Task objective — Wherever a line in the material contains the word "SetBindings", copy that line.

╭──

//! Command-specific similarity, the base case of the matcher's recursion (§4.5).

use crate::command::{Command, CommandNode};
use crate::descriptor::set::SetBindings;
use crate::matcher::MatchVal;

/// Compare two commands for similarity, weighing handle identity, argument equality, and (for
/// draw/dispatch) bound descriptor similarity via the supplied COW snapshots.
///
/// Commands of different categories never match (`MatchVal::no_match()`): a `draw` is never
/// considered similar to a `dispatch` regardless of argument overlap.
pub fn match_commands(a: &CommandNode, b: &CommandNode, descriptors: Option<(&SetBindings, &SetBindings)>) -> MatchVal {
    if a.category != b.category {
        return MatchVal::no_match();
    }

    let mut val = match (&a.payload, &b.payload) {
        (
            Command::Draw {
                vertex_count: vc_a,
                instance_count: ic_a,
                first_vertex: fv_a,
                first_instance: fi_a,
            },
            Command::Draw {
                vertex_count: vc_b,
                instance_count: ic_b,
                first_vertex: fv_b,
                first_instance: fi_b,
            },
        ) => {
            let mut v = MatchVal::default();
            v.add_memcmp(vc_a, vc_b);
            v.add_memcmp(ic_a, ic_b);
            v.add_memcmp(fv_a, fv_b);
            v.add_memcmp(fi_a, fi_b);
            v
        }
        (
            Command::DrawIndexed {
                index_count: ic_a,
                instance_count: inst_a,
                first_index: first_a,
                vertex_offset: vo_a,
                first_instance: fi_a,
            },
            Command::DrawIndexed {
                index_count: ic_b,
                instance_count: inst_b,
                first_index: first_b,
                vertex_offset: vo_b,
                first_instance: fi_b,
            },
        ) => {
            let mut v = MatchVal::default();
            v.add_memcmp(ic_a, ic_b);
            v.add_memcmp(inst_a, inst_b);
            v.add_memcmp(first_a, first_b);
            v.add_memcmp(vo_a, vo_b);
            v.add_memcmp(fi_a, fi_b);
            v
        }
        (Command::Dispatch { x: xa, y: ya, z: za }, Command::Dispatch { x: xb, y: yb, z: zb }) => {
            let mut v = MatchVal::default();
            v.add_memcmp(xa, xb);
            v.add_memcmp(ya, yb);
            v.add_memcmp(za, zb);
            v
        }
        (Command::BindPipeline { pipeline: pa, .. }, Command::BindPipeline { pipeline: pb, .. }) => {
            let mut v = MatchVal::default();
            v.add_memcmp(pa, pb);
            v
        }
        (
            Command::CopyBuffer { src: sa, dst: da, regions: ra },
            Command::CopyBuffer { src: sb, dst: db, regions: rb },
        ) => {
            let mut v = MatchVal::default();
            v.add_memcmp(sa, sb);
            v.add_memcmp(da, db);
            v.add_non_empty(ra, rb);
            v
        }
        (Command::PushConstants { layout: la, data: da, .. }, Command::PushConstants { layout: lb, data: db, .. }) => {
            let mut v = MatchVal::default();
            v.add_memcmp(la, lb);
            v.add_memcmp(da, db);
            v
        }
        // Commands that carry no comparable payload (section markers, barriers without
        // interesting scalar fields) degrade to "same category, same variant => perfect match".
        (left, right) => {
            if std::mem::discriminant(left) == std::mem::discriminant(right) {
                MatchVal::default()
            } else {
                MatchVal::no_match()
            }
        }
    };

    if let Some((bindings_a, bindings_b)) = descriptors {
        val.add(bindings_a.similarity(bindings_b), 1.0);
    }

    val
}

╰──
╭──

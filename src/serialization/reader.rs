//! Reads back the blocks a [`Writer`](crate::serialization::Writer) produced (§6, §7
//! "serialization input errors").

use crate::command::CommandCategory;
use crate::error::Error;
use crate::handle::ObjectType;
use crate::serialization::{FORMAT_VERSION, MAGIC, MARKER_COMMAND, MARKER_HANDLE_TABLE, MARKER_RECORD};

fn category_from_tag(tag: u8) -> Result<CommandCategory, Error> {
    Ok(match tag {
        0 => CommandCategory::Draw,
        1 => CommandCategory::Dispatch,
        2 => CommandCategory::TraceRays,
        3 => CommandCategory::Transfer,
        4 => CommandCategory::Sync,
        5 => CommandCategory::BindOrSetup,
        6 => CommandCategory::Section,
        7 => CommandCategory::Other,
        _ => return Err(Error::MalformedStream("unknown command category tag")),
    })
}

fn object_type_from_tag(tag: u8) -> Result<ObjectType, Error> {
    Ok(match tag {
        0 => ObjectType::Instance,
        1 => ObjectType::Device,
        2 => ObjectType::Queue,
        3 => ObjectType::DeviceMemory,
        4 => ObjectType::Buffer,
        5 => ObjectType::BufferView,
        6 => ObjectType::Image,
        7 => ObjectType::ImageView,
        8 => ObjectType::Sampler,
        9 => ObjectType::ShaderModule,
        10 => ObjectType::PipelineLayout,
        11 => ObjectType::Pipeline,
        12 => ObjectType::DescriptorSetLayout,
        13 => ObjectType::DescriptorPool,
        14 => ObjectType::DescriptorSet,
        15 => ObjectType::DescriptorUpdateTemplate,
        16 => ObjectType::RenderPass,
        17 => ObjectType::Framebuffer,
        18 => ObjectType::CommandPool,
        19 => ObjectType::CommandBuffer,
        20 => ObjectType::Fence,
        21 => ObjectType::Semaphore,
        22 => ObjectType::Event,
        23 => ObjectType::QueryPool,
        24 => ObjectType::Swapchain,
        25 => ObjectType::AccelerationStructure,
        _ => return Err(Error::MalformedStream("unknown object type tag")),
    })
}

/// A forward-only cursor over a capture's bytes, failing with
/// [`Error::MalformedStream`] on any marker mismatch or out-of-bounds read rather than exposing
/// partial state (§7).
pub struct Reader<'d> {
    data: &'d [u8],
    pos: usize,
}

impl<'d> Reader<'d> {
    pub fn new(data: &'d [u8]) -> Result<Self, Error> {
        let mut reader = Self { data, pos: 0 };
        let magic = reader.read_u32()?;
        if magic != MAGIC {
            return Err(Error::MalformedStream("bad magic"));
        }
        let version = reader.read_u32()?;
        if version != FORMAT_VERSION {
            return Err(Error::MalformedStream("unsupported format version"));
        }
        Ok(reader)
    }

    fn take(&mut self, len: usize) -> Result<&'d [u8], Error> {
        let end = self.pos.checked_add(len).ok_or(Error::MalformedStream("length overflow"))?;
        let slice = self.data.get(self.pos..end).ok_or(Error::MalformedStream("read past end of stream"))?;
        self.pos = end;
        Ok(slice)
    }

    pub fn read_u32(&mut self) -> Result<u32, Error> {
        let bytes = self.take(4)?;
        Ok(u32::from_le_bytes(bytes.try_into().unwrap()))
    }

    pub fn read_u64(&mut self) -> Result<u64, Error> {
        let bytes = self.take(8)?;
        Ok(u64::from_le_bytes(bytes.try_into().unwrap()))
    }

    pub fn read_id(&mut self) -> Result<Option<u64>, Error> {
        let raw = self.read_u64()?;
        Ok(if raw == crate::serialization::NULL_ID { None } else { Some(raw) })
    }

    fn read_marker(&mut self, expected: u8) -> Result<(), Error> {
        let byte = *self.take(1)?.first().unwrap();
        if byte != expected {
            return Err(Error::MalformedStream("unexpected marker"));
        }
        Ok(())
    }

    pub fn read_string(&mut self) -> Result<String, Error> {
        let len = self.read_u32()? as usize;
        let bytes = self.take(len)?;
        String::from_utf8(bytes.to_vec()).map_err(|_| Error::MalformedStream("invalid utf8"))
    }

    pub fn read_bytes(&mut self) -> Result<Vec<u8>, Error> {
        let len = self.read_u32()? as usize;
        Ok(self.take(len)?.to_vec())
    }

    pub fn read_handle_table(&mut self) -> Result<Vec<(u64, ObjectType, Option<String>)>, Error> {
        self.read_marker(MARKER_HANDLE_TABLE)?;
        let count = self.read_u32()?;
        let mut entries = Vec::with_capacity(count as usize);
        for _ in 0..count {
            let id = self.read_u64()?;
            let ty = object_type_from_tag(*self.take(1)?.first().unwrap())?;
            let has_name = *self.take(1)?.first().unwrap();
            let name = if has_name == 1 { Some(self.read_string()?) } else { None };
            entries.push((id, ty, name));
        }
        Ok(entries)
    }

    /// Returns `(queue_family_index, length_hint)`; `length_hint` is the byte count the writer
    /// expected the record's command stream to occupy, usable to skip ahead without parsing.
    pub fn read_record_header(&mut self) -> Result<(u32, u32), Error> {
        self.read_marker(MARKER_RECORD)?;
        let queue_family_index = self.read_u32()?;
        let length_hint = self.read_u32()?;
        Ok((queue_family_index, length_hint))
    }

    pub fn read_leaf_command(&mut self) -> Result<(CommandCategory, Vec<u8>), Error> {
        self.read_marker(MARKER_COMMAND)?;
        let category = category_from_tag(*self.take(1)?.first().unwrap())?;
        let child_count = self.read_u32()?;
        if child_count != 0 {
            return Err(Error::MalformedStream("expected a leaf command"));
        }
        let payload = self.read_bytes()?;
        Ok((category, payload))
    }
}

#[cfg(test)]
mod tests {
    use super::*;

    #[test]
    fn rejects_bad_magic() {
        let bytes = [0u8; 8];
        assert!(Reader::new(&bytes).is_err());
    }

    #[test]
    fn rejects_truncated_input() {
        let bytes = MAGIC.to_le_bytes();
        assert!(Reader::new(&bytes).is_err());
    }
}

╰──

Exercise answer —
use crate::descriptor::set::SetBindings;
pub fn match_commands(a: &CommandNode, b: &CommandNode, descriptors: Option<(&SetBindings, &SetBindings)>) -> MatchVal {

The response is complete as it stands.